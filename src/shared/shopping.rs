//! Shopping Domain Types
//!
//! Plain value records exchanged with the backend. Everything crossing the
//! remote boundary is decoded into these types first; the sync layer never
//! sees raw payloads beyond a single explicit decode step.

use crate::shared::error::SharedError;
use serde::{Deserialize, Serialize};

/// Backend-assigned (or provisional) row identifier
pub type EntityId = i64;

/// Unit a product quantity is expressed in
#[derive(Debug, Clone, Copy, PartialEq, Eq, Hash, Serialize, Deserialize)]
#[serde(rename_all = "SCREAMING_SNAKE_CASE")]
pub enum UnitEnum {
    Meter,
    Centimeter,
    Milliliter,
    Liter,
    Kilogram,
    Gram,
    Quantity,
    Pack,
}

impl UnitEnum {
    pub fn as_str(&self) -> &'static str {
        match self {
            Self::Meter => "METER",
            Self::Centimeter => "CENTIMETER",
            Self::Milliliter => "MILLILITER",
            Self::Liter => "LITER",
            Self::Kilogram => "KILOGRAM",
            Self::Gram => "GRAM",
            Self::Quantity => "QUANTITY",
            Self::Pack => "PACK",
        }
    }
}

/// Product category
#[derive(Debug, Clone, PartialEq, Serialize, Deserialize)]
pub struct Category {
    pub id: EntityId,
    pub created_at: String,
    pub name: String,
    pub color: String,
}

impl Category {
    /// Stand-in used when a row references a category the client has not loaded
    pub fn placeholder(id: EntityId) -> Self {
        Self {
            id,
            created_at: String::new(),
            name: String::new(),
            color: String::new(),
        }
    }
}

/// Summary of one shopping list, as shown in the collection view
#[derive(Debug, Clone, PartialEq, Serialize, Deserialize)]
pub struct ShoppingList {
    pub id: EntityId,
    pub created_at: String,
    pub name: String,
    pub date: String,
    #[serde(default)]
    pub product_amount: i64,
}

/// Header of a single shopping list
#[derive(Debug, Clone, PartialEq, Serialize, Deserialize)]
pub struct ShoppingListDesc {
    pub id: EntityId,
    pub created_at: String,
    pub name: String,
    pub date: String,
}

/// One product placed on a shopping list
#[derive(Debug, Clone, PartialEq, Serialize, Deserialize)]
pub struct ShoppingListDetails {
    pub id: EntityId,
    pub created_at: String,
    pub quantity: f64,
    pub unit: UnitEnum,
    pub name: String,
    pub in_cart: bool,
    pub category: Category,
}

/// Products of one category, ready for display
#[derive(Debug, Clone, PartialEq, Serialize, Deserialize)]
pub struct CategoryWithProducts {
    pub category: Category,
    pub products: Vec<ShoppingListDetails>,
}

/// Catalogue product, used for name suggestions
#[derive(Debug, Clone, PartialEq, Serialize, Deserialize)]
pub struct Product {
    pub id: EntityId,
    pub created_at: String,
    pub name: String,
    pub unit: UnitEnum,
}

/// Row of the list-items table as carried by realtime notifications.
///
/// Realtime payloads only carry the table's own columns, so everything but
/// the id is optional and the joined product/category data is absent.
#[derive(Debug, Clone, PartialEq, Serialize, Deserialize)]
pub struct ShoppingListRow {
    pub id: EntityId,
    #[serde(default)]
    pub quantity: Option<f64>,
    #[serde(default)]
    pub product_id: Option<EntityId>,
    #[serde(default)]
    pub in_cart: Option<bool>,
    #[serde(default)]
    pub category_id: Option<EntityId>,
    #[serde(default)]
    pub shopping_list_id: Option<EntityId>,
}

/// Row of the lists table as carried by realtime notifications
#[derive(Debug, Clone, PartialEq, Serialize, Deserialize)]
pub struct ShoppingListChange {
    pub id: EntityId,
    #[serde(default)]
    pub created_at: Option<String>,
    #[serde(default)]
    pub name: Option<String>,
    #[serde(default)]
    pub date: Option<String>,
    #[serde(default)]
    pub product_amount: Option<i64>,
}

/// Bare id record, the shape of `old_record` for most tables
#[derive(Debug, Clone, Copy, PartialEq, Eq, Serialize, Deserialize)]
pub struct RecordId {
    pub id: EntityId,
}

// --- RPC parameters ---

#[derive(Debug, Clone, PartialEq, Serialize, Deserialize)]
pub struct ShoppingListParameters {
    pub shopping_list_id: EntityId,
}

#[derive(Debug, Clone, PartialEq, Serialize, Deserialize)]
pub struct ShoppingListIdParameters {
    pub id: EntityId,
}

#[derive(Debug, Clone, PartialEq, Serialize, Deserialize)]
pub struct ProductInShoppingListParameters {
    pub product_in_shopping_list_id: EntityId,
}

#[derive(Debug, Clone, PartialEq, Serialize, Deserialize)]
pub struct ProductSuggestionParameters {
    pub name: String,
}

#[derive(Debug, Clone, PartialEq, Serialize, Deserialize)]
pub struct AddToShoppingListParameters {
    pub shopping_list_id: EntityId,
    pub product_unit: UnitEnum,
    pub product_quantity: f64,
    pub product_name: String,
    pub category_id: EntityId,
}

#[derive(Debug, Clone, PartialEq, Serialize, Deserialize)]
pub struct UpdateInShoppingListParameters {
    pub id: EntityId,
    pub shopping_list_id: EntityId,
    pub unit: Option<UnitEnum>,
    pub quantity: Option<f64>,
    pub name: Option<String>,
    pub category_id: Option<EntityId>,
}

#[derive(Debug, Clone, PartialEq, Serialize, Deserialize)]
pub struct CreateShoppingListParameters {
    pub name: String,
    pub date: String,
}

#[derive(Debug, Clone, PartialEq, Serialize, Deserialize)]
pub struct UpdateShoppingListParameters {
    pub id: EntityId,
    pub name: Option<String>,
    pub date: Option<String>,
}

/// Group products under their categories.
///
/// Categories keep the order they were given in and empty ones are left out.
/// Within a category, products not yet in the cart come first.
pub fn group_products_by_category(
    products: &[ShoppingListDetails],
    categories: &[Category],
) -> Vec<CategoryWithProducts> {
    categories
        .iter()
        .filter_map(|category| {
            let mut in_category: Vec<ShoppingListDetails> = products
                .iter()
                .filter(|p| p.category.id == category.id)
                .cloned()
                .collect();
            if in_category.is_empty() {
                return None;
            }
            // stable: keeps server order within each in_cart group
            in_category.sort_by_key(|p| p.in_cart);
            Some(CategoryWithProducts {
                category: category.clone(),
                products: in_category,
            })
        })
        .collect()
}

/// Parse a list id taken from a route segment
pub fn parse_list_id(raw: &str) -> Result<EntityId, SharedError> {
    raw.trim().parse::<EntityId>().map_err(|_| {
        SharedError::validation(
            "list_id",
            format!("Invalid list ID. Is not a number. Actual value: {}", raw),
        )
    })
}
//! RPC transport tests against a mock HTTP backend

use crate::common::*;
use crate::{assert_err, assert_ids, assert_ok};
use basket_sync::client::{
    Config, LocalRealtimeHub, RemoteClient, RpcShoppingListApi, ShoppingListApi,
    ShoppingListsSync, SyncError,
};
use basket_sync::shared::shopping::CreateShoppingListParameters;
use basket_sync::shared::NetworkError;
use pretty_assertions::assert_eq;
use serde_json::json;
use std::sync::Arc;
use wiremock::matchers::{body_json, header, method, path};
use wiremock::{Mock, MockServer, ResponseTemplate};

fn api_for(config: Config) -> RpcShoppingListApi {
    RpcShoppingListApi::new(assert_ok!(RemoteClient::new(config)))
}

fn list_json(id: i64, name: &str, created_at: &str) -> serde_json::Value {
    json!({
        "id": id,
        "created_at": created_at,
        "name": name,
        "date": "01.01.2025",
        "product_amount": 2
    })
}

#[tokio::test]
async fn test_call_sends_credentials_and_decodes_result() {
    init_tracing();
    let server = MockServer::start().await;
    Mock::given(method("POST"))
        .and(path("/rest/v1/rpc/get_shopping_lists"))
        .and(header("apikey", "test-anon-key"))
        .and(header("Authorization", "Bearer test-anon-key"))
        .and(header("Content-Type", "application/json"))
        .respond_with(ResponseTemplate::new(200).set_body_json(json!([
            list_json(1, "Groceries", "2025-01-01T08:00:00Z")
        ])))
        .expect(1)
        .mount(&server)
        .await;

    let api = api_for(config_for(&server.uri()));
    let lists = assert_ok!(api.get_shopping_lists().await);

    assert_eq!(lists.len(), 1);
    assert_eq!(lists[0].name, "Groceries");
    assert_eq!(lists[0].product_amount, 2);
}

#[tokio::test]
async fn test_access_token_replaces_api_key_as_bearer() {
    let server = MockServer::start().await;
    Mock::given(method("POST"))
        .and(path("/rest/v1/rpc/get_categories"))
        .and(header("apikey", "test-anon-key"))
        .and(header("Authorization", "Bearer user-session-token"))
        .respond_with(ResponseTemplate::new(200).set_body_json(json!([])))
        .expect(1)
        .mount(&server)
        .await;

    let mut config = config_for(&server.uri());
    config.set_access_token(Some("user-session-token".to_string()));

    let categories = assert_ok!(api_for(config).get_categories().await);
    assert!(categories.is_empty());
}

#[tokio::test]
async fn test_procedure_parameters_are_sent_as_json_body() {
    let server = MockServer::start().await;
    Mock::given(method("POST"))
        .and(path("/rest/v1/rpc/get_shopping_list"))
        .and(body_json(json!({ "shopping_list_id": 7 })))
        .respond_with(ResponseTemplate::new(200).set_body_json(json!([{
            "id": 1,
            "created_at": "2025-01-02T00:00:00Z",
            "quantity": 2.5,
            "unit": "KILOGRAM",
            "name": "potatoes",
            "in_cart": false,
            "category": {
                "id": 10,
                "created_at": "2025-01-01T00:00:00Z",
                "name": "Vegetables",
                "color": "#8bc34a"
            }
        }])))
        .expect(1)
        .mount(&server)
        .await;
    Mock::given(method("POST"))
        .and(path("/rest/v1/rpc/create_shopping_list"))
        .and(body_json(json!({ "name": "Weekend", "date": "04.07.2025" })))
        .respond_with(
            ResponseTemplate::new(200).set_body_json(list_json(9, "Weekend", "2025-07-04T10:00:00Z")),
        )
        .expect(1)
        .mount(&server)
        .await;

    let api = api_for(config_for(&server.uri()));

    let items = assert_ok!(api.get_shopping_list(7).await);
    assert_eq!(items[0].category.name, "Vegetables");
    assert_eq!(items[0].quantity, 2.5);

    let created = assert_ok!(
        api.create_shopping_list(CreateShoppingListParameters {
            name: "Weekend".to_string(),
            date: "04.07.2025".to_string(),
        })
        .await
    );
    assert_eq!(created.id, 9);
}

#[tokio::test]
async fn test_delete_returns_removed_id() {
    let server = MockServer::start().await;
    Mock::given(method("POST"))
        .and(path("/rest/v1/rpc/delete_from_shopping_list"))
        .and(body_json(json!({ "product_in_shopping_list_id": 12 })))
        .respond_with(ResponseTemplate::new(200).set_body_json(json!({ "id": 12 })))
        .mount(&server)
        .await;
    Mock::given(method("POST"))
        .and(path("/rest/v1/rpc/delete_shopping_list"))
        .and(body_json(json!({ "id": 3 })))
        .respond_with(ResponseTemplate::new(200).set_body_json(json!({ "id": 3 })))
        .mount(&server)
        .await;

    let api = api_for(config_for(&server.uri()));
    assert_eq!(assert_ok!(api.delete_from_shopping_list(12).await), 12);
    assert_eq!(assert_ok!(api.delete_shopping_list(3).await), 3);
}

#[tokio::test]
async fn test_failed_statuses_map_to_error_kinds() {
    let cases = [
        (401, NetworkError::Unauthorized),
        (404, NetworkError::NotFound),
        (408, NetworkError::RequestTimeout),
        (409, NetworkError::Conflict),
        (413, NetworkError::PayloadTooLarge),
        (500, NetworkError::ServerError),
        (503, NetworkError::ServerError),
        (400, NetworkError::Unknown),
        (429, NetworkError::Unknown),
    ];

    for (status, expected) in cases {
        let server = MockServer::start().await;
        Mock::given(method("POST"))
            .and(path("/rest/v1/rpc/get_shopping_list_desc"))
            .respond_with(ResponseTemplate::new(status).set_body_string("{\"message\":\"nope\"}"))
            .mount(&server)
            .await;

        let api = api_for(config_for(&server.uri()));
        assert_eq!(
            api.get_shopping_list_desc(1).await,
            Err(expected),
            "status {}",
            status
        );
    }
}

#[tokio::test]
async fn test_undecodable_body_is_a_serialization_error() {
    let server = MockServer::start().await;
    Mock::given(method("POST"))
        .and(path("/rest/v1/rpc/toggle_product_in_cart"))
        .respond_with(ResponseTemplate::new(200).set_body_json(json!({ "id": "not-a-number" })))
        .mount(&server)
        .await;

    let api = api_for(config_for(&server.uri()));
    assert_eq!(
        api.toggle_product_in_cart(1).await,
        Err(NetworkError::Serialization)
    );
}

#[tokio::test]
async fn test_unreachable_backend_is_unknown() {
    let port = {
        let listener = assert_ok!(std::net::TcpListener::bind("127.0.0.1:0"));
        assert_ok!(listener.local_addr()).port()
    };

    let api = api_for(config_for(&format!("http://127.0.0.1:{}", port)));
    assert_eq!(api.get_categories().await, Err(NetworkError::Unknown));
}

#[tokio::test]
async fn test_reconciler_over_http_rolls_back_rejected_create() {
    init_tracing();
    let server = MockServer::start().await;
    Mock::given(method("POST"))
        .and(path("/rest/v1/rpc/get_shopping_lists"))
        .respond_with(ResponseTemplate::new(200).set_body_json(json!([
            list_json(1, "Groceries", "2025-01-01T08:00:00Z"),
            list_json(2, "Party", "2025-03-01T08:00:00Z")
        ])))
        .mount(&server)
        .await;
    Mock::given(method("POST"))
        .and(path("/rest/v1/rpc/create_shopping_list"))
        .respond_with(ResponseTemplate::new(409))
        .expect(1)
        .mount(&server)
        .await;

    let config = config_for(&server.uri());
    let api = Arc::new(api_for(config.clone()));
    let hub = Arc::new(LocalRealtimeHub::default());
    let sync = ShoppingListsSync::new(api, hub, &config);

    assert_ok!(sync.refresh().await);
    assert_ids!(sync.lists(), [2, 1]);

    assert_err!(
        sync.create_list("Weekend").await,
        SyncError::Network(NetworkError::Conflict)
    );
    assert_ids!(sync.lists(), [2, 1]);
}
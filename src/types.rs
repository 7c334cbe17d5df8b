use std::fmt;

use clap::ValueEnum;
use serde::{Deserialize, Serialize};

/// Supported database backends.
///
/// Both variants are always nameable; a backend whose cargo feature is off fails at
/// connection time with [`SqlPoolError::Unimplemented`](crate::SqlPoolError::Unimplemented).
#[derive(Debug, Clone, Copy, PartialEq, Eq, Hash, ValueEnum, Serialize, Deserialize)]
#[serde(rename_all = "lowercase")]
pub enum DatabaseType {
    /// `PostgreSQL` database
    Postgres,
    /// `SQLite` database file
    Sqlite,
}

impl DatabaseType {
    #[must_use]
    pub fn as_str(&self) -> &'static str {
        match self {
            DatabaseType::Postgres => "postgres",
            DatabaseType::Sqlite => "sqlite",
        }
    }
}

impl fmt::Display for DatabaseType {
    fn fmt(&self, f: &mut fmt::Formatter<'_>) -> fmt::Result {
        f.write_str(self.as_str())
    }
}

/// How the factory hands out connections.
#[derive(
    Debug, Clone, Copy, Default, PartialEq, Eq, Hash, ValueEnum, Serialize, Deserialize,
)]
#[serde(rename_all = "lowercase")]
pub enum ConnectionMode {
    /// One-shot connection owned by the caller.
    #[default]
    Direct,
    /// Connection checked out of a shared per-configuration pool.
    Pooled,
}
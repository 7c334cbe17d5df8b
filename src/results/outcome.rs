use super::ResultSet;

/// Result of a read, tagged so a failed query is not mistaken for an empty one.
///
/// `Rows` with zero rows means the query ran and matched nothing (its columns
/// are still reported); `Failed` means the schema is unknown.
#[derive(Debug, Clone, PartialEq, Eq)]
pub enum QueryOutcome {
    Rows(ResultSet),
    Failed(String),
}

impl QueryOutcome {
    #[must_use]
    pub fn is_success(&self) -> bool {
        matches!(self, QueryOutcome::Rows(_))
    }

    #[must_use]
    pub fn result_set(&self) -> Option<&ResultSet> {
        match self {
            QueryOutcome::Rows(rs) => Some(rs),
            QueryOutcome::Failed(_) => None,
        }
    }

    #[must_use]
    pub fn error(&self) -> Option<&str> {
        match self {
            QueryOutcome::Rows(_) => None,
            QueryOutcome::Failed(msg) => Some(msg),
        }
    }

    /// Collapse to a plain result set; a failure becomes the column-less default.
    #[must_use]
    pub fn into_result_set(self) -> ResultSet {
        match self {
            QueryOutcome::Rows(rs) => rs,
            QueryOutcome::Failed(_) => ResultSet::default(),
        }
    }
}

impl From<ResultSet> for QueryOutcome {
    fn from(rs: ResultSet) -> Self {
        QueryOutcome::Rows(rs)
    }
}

◆ Exercise goal
Whenever the word "RpcShoppingListApi" appears in a line of the listing, copy out that line.

◆ Answer to this task
    Config, LocalRealtimeHub, RemoteClient, RpcShoppingListApi, ShoppingListApi,
fn api_for(config: Config) -> RpcShoppingListApi {
    RpcShoppingListApi::new(assert_ok!(RemoteClient::new(config)))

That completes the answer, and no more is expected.